### Given records:

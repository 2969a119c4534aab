//! Consensus rule sets, one per protocol fork.
//!
//! Each fork is a decorator over its predecessor: a concrete struct holding
//! `parent: Arc<dyn ForkRules>` that hard-codes the policies the fork
//! changed and forwards the rest one hop to the parent. The genesis fork
//! ([`Frontier`]) has no parent and answers every policy itself, so
//! delegation always terminates. Hot-path state (gas tables, constants) is
//! flattened into each fork at construction; per-opcode queries never walk
//! the chain.
//!
//! Which fork applies at a given block height is decided exclusively by the
//! [`ForkSchedule`]; a rule set always reports itself as applicable.

use std::fmt;

use primitive_types::U256;

use crate::block::HeaderView;
use crate::transaction::TxView;

pub mod constants;
pub mod gas;

mod byzantium;
mod frontier;
mod homestead;
mod schedule;
mod spurious;
mod tangerine;

pub use byzantium::Byzantium;
pub use constants::{Constants, ForkTransfer, HeaderCheckpoint, MiningAlgorithm};
pub use frontier::Frontier;
pub use gas::{all_but_one_64th, GasSchedule};
pub use homestead::Homestead;
pub use schedule::ForkSchedule;
pub use spurious::SpuriousDragon;
pub use tangerine::TangerineWhistle;

/// The opcode family requesting gas for a child frame. The gas-forwarding
/// formula is currently uniform across kinds, but the caller states its
/// intent and a future fork may differentiate.
#[derive(Debug, Clone, Copy, PartialEq, Eq)]
pub enum CallKind {
    Call,
    CallCode,
    DelegateCall,
    StaticCall,
}

/// The consensus rules in force from one fork activation.
///
/// Immutable after construction and shared by reference across validation
/// and execution workers; no method blocks, performs I/O, or mutates state.
/// Numeric inputs (gas amounts, header fields) are preconditions owned by
/// the caller and are not re-validated here.
///
/// Trait defaults model the policies of the abstract base configuration:
/// feature toggles default to off, hard-fork transfers and header
/// checkpoints to empty, extra-data formatting to the identity, and the
/// difficulty formula to the shared adjustment-plus-bomb computation, which
/// dispatches back into the receiving fork for its multiplier and bomb
/// exponent.
pub trait ForkRules: Send + Sync + fmt::Debug {
    /// Upgrade name, for logs and diagnostics.
    fn name(&self) -> &'static str;

    /// Gas granted to a child call frame, given the gas the caller
    /// requested and the gas it has available.
    fn call_gas(&self, kind: CallKind, requested: u64, available: u64) -> u64;

    /// Gas granted to a CREATE frame out of the available budget.
    fn create_gas(&self, available: u64) -> u64;

    /// This fork's flattened opcode price table.
    fn gas_schedule(&self) -> &GasSchedule;

    /// Whether a transaction's signature shape is acceptable under this
    /// fork's replay-protection and canonicality policy.
    fn accepts_transaction_signature(&self, tx: &TxView<'_>) -> bool;

    /// Intrinsic gas charged before any code runs.
    fn transaction_cost(&self, tx: &TxView<'_>) -> u64;

    /// Replay-protection tag for outgoing signatures; `None` before the
    /// tagging fork.
    fn chain_id(&self) -> Option<u64> {
        None
    }

    /// Always the receiver: mapping heights to rule sets is the
    /// [`ForkSchedule`]'s job, never the rule set's.
    fn rules_for(&self, height: u64) -> &dyn ForkRules;

    fn constants(&self) -> &Constants;

    fn mining_algorithm(&self) -> MiningAlgorithm;

    /// Difficulty of a block given its header and its parent's.
    fn calc_difficulty(&self, header: &HeaderView, parent: &HeaderView) -> U256 {
        let constants = self.constants();
        let quotient = parent.difficulty / constants.difficulty_bound_divisor;
        let multiplier = self.difficulty_multiplier(header, parent);
        let adjusted = if multiplier >= 0 {
            parent.difficulty + quotient * U256::from(multiplier as u64)
        } else {
            parent
                .difficulty
                .saturating_sub(quotient * U256::from(multiplier.unsigned_abs()))
        };
        let mut difficulty = std::cmp::max(constants.minimum_difficulty, adjusted);
        let bomb = self.difficulty_bomb_exponent(header);
        if bomb >= 0 {
            difficulty = std::cmp::max(
                constants.minimum_difficulty,
                difficulty + (U256::one() << bomb as usize),
            );
        }
        difficulty
    }

    /// Sign and step of the difficulty adjustment for one block interval.
    fn difficulty_multiplier(&self, header: &HeaderView, parent: &HeaderView) -> i64;

    /// Exponent of the difficulty-bomb term; negative disables the bomb
    /// for this block.
    fn difficulty_bomb_exponent(&self, header: &HeaderView) -> i64 {
        (header.number / self.constants().exp_difficulty_period) as i64 - 2
    }

    /// One-off balance moves applied when this fork activates at `height`.
    fn hard_fork_transfers(&self, _height: u64) -> &[ForkTransfer] {
        &[]
    }

    /// Header extra-data formatting; the default keeps the proposed bytes.
    fn extra_data(&self, proposed: Vec<u8>, _height: u64) -> Vec<u8> {
        proposed
    }

    /// Pinned (height, hash) pairs headers must match.
    fn header_checkpoints(&self) -> &[HeaderCheckpoint] {
        &[]
    }

    // Feature toggles. Off unless a fork switches them on or forwards a
    // parent's decision.

    /// Empty accounts are deleted when touched.
    fn clears_empty_accounts(&self) -> bool {
        false
    }

    /// Modular-exponentiation precompile.
    fn has_modexp_precompile(&self) -> bool {
        false
    }

    /// REVERT opcode.
    fn has_revert_opcode(&self) -> bool {
        false
    }

    /// RETURNDATASIZE / RETURNDATACOPY opcodes.
    fn has_return_data_opcodes(&self) -> bool {
        false
    }

    /// Pairing-check precompile.
    fn has_pairing_precompile(&self) -> bool {
        false
    }

    /// Curve addition / scalar multiplication precompiles.
    fn has_ec_arith_precompiles(&self) -> bool {
        false
    }

    /// STATICCALL opcode.
    fn has_static_call(&self) -> bool {
        false
    }

    /// Receipts carry a status byte instead of a state root.
    fn has_receipt_status(&self) -> bool {
        false
    }
}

### What you will do:
Begin at the line that has "mod homestead;" in the entries above; stop after the line that has "frame. The gas-forwarding". Transcribe exactly those lines and no others.

### Problem solution:
mod homestead;
mod schedule;
mod spurious;
mod tangerine;

pub use byzantium::Byzantium;
pub use constants::{Constants, ForkTransfer, HeaderCheckpoint, MiningAlgorithm};
pub use frontier::Frontier;
pub use gas::{all_but_one_64th, GasSchedule};
pub use homestead::Homestead;
pub use schedule::ForkSchedule;
pub use spurious::SpuriousDragon;
pub use tangerine::TangerineWhistle;

/// The opcode family requesting gas for a child frame. The gas-forwarding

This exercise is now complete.